I started using self-checkout instead of waiting in line for the cashier, because if Americans want Trump, I'm done with trying to save capitalism.
25: I'm spending more on getting my rocks off in various ways. But I've also been getting various windfalls so I'm not sure causation is provable.
28: I recently started buying from Pepper and love their offerings, but unfortunately this may not help you much as my situation is somewhat the reverse of yours. It does seem like shops targeting specific body types do a much better job than the generalists.
Title Nine bras get high marks from the larger-busted petites of my acquaintance.
I truly thought we were going to be devilishly admitting our vices
Like I'm going to suggest time card fraud on the DOGE's internet. Nice try, Inspector General Heebie!
One of my big goals for the next semester is to answer the same question in my work life vis-a-vis our university president and provost. What things can I tell the univesity to eff off on, given that they've made it clear that they don't care about my opinions.
What's your replacement for Amazon? We're also thinking of dropping them, but given that we don't live in a city we can't really opt out of delivery, so the main alternative options seem to be WalMart and Target, and I'm not sure how much better they are!
I already didn't recycle, but that's because I absolutely do not believe that any actual recycling happens here and I don't feel like paying extra for alternative routes to the landfill.
Also our Amazon packages, and only our Amazon packages, keep getting stolen.
To be grotesquely clear, my bra strategy since high school has been "no actual binders or surgery, but nothing that gives anyone anything to look at whatsoever, plus support when sprinting for the train." I have no advice for anyone who enjoys having boobs.
We didn't even have passenger rail when I was in high school.
I don't believe in plastic recycling (none of it is recycled, it's just shipped to poorer countries for them to throw out), but I can't get RWM to stop putting plastic in the recycling.
I guess 41 is a vice? It isn't Trump-related, though.
Honestly I think the despair over Russia and Israel, both of which I felt pretty intensely over the last few years of acceleration, have made this current U.S. crisis seem comparatively less horrible at this point. (I do expect it to get a lot worse, but I'm not feeling anticipatory horror. Probably just suppressing it.) Honestly, this is probably a decent confession: we gave a fair amount of money to campaigns between 2016 and 2022, and this year I just could not bring myself to pour money into Democratic party coffers. Other recipients seemed a lot more deserving and less futile. I don't know when that will start to feel different. I mentioned "conspicuous corruption" in another thread, though: Trump's approach to being rich has always been "I have so much money, motherfuckers!" and his approach to power is on track to be similar. No discretion, all gold toilets. It will be interesting to see so much of this out in the open.
One of my big goals for the next semester is to answer the same question in my work life vis-a-vis our university president and provost. What things can I tell the univesity to eff off on, given that they've made it clear that they don't care about my opinions.
Probably not what you're looking for, but I enjoy telling them to eff off when it comes to course management software, and just using my own Google Site plus Google Sheets for gradebooks.
Interesting. That sounds like more work to me rather than less though...
Anyone have recommendations for an Outlook-compatible Mac email client which doesn't show you the number of unread emails?
One more: a few weeks ago, our neighbor's recycling bin got knocked over and spilled all over the sidewalk, so I put the contents back and stood it up again. It was basically full of trash: used takeout containers, unwashed soup cans, used paper towels, whatever. Single stream is pure fantasy. I'm guessing there's a way to recycle cans and cardboard that is actually effective, but the curbside option is most likely not it.

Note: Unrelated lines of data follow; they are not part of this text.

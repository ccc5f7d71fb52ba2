use std::sync::atomic::{AtomicBool, Ordering};
use std::sync::Arc;

/// Cooperative cancellation shared between a long-running job and its observer.
///
/// Clones observe the same flag. Cancelling is sticky until [`CancelFlag::reset`].
#[derive(Debug, Clone, Default)]
pub struct CancelFlag {
    cancelled: Arc<AtomicBool>,
}

impl CancelFlag {
    pub fn new() -> Self {
        Self::default()
    }

    pub fn cancel(&self) {
        self.cancelled.store(true, Ordering::Release);
    }

    pub fn reset(&self) {
        self.cancelled.store(false, Ordering::Release);
    }

    #[inline]
    pub fn is_cancelled(&self) -> bool {
        self.cancelled.load(Ordering::Acquire)
    }
}
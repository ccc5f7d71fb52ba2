//! Configuration types for the alignment pipeline.
//!
//! All configuration structs are consolidated here. Every struct deserializes
//! with missing fields filled from its `Default`, so a configuration file only
//! needs to name the values it changes.

use std::path::Path;

use serde::{Deserialize, Serialize};

use crate::error::{Error, Result};

fn ensure_positive(name: &str, value: f64) -> Result<()> {
    if value.is_finite() && value > 0.0 {
        Ok(())
    } else {
        Err(Error::InvalidConfig(format!(
            "{name} must be positive and finite, got {value}"
        )))
    }
}

// =============================================================================
// Registration configuration
// =============================================================================

/// Parameters of drift estimation between two frames.
///
/// Smoothing and upsampling scale with the physical pixel size so that the
/// same features are emphasised, and the same precision (about 0.01 pixel or
/// 1 nm, whichever is coarser) is reached, at any zoom level.
#[derive(Debug, Clone, PartialEq, Serialize, Deserialize)]
#[serde(default)]
pub struct RegistrationConfig {
    /// Gaussian smoothing radius in micrometres; sigma in pixels is this
    /// divided by the pixel width.
    pub smoothing_um: f64,
    /// Upper bound of the smoothing sigma in pixels.
    pub max_sigma_px: f64,
    /// Fraction of below-threshold pixels along any border above which both
    /// images are replaced by their gradient magnitude.
    pub edge_fraction: f64,
    /// Upsample factor is `upsample_scale_um / pixel_width`.
    pub upsample_scale_um: f64,
    /// Upper bound of the upsample factor.
    pub max_upsample_factor: f64,
}

impl Default for RegistrationConfig {
    fn default() -> Self {
        Self {
            smoothing_um: 0.15,
            max_sigma_px: 3.0,
            edge_fraction: 0.4,
            upsample_scale_um: 100.0,
            max_upsample_factor: 1000.0,
        }
    }
}

impl RegistrationConfig {
    pub fn validate(&self) -> Result<()> {
        ensure_positive("smoothing_um", self.smoothing_um)?;
        ensure_positive("max_sigma_px", self.max_sigma_px)?;
        ensure_positive("upsample_scale_um", self.upsample_scale_um)?;
        ensure_positive("max_upsample_factor", self.max_upsample_factor)?;
        if !(0.0..=1.0).contains(&self.edge_fraction) {
            return Err(Error::InvalidConfig(format!(
                "edge_fraction must be in [0, 1], got {}",
                self.edge_fraction
            )));
        }
        Ok(())
    }

    /// Gaussian sigma in pixels for the given pixel width.
    pub fn sigma_px(&self, pixel_width_um: f64) -> f64 {
        (self.smoothing_um / pixel_width_um).min(self.max_sigma_px)
    }

    /// Upsample factor for the given pixel width, never below 1.
    pub fn upsample_factor(&self, pixel_width_um: f64) -> f64 {
        (self.upsample_scale_um / pixel_width_um)
            .min(self.max_upsample_factor)
            .max(1.0)
    }
}

// =============================================================================
// Warp configuration
// =============================================================================

/// Interpolation used when resampling a shifted frame.
///
/// Samples outside the frame take the value of the nearest edge pixel.
#[derive(Debug, Clone, Copy, PartialEq, Eq, Default, Serialize, Deserialize)]
#[serde(rename_all = "snake_case")]
pub enum InterpolationMethod {
    /// Nearest neighbor
    Nearest,
    /// Bilinear
    Bilinear,
    /// Catmull-Rom cubic
    #[default]
    Bicubic,
}

#[derive(Debug, Clone, PartialEq, Serialize, Deserialize)]
#[serde(default)]
pub struct WarpConfig {
    pub method: InterpolationMethod,
    /// Axis shifts smaller than this many pixels invalidate nothing.
    pub mask_threshold_px: f64,
}

impl Default for WarpConfig {
    fn default() -> Self {
        Self {
            method: InterpolationMethod::default(),
            mask_threshold_px: 0.5,
        }
    }
}

impl WarpConfig {
    pub fn validate(&self) -> Result<()> {
        ensure_positive("mask_threshold_px", self.mask_threshold_px)
    }
}

// =============================================================================
// Segmentation, OD filter and line scan configuration
// =============================================================================

#[derive(Debug, Clone, PartialEq, Serialize, Deserialize)]
#[serde(default)]
pub struct SegmentationConfig {
    /// Total erosion in pixels, split between the I0 side (rounded up) and
    /// the IT side (rounded down).
    pub boundary_width: usize,
}

impl Default for SegmentationConfig {
    fn default() -> Self {
        Self { boundary_width: 2 }
    }
}

/// Open optical-density interval used to filter IT pixels.
#[derive(Debug, Clone, Copy, PartialEq, Serialize, Deserialize)]
#[serde(default)]
pub struct OdRange {
    pub min: f64,
    pub max: f64,
}

impl Default for OdRange {
    fn default() -> Self {
        Self { min: 0.8, max: 2.0 }
    }
}

impl OdRange {
    pub fn validate(&self) -> Result<()> {
        if self.min.is_finite() && self.max.is_finite() && self.min < self.max {
            Ok(())
        } else {
            Err(Error::InvalidConfig(format!(
                "od range must satisfy min < max, got ({}, {})",
                self.min, self.max
            )))
        }
    }

    #[inline]
    pub fn contains(&self, od: f64) -> bool {
        self.min < od && od < self.max
    }
}

#[derive(Debug, Clone, PartialEq, Serialize, Deserialize)]
#[serde(default)]
pub struct LineScanConfig {
    /// Energy spacing of the regridded columns.
    pub energy_step: f64,
    /// Upper bound on regridded columns.
    pub max_columns: usize,
}

impl Default for LineScanConfig {
    fn default() -> Self {
        Self {
            energy_step: 0.05,
            max_columns: 100_000,
        }
    }
}

impl LineScanConfig {
    pub fn validate(&self) -> Result<()> {
        ensure_positive("energy_step", self.energy_step)?;
        if self.max_columns == 0 {
            return Err(Error::InvalidConfig(
                "max_columns must be positive".to_string(),
            ));
        }
        Ok(())
    }
}

// =============================================================================
// Pipeline configuration
// =============================================================================

#[derive(Debug, Clone, PartialEq, Default, Serialize, Deserialize)]
#[serde(default)]
pub struct PipelineConfig {
    pub registration: RegistrationConfig,
    pub warp: WarpConfig,
    pub segmentation: SegmentationConfig,
    pub od_filter: OdRange,
    pub line_scan: LineScanConfig,
}

impl PipelineConfig {
    pub fn validate(&self) -> Result<()> {
        self.registration.validate()?;
        self.warp.validate()?;
        self.od_filter.validate()?;
        self.line_scan.validate()
    }

    /// Loads a YAML or JSON file (chosen by extension) and validates it.
    pub fn load(path: &Path) -> Result<Self> {
        let config: PipelineConfig = common::load_file(path)?;
        config.validate()?;
        tracing::debug!(path = %path.display(), ?config, "Loaded pipeline configuration");
        Ok(config)
    }
}

#[cfg(test)]
mod tests {
    use super::*;

    #[test]
    fn test_defaults_are_valid() {
        PipelineConfig::default().validate().unwrap();
    }

    #[test]
    fn test_sigma_and_upsample_scaling() {
        let config = RegistrationConfig::default();
        // 0.15 / 0.05 = 3.0, exactly at the cap
        assert!((config.sigma_px(0.05) - 3.0).abs() < 1e-12);
        assert!((config.sigma_px(0.5) - 0.3).abs() < 1e-12);
        assert_eq!(config.sigma_px(0.01), 3.0);

        assert_eq!(config.upsample_factor(0.05), 1000.0);
        assert!((config.upsample_factor(0.5) - 200.0).abs() < 1e-9);
        // Huge pixels clamp to 1
        assert_eq!(config.upsample_factor(500.0), 1.0);
    }

    #[test]
    fn test_invalid_values_rejected() {
        let mut config = PipelineConfig::default();
        config.registration.smoothing_um = 0.0;
        assert!(matches!(config.validate(), Err(Error::InvalidConfig(_))));

        let mut config = PipelineConfig::default();
        config.od_filter = OdRange { min: 2.0, max: 1.0 };
        assert!(config.validate().is_err());

        let mut config = PipelineConfig::default();
        config.registration.edge_fraction = 1.5;
        assert!(config.validate().is_err());

        let mut config = PipelineConfig::default();
        config.line_scan.energy_step = f64::NAN;
        assert!(config.validate().is_err());
    }

    #[test]
    fn test_od_range_is_open() {
        let range = OdRange::default();
        assert!(!range.contains(0.8));
        assert!(range.contains(0.81));
        assert!(!range.contains(2.0));
    }

    #[test]
    fn test_partial_json_uses_defaults() {
        let config: PipelineConfig = common::deserialize(
            r#"{"segmentation": {"boundary_width": 4}, "warp": {"method": "bilinear"}}"#,
            common::FileFormat::Json,
        )
        .unwrap();
        assert_eq!(config.segmentation.boundary_width, 4);
        assert_eq!(config.warp.method, InterpolationMethod::Bilinear);
        assert_eq!(config.registration, RegistrationConfig::default());
        assert_eq!(config.line_scan.energy_step, 0.05);
    }

    #[test]
    fn test_load_yaml_file() {
        let path = std::env::temp_dir().join(format!("stxm_config_{}.yaml", std::process::id()));
        std::fs::write(&path, "registration:\n  max_upsample_factor: 50\n").unwrap();
        let loaded = PipelineConfig::load(&path);
        std::fs::remove_file(&path).unwrap();
        let config = loaded.unwrap();
        assert_eq!(config.registration.max_upsample_factor, 50.0);
        assert_eq!(config.registration.smoothing_um, 0.15);
    }

    #[test]
    fn test_load_rejects_invalid_file_contents() {
        let path = std::env::temp_dir().join(format!("stxm_bad_config_{}.json", std::process::id()));
        std::fs::write(&path, r#"{"line_scan": {"energy_step": -1.0}}"#).unwrap();
        let loaded = PipelineConfig::load(&path);
        std::fs::remove_file(&path).unwrap();
        assert!(matches!(loaded, Err(Error::InvalidConfig(_))));
    }

    #[test]
    fn test_load_missing_file() {
        let path = std::env::temp_dir().join("stxm_missing_config_9a2e.json");
        assert!(matches!(
            PipelineConfig::load(&path),
            Err(Error::Format(_))
        ));
    }
}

lol, my department hates instructors like you because it renders impossible our dubious project of deriving Aggregated Analytics On Learning Outcomes.
Fuck aggregated analytics!
49 to 45, though the dept probably doesn't like any of us that much.
40: I'm also really annoyed by the Amazon delivery people.
I had some stuff in my late godmother's house. Complicated story, but it took a long time for me to get her husband to let us pick it up. Longs story, but it was hard to get an acceptable day. The renters in the duplex who were going to let us in were observant Jews, so we had to find a Sunday. And we had a lot of trouble getting the size moving van we wanted. When we showed up, the smaller size wasn't available. It's pretty common here for Amazon drivers to rent Budget moving vans and then just not return them on time. The local spot has no way of tracking down one at another location, so a confirmed reservation is not much confirmation.
I do agree with 50 despite its direct causal connection to my paycheck.
46: It's way less work when it comes time to switch platforms every few years.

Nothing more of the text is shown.